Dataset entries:
----
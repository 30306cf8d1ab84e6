// SPDX-FileCopyrightText: 2025-2026 Zexin Yuan <aim@yzx9.xyz>
//
// SPDX-License-Identifier: Apache-2.0

use thiserror::Error;

/// iCalendar parsing errors.
#[non_exhaustive]
#[derive(Debug, Clone, Error)]
pub enum ParseError {
    /// A content line carried no property name.
    #[error("content line {0} has no property name")]
    MissingName(usize),

    /// An `END:` line did not match the open component.
    #[error("END:{found} does not close BEGIN:{expected}")]
    MismatchedEnd {
        /// Name of the component that is currently open.
        expected: String,
        /// Name found on the `END:` line.
        found: String,
    },

    /// An `END:` line appeared with no component open.
    #[error("END:{0} without a matching BEGIN")]
    UnexpectedEnd(String),

    /// Input ended while components were still open.
    #[error("unterminated component: BEGIN:{0} was never closed")]
    UnterminatedComponent(String),

    /// No component was found in the input at all.
    #[error("no calendar component found")]
    Empty,
}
----
### WORK ORDER
Extract the entries above verbatim.

### RESPONSE TO THIS EXERCISE
repository 30306cf8d1ab84e6
// SPDX-FileCopyrightText: 2025-2026 Zexin Yuan <aim@yzx9.xyz>
//
// SPDX-License-Identifier: Apache-2.0

use thiserror::Error;

/// iCalendar parsing errors.
#[non_exhaustive]
#[derive(Debug, Clone, Error)]
pub enum ParseError {
    /// A content line carried no property name.
    #[error("content line {0} has no property name")]
    MissingName(usize),

    /// An `END:` line did not match the open component.
    #[error("END:{found} does not close BEGIN:{expected}")]
    MismatchedEnd {
        /// Name of the component that is currently open.
        expected: String,
        /// Name found on the `END:` line.
        found: String,
    },

    /// An `END:` line appeared with no component open.
    #[error("END:{0} without a matching BEGIN")]
    UnexpectedEnd(String),

    /// Input ended while components were still open.
    #[error("unterminated component: BEGIN:{0} was never closed")]
    UnterminatedComponent(String),

    /// No component was found in the input at all.
    #[error("no calendar component found")]
    Empty,
}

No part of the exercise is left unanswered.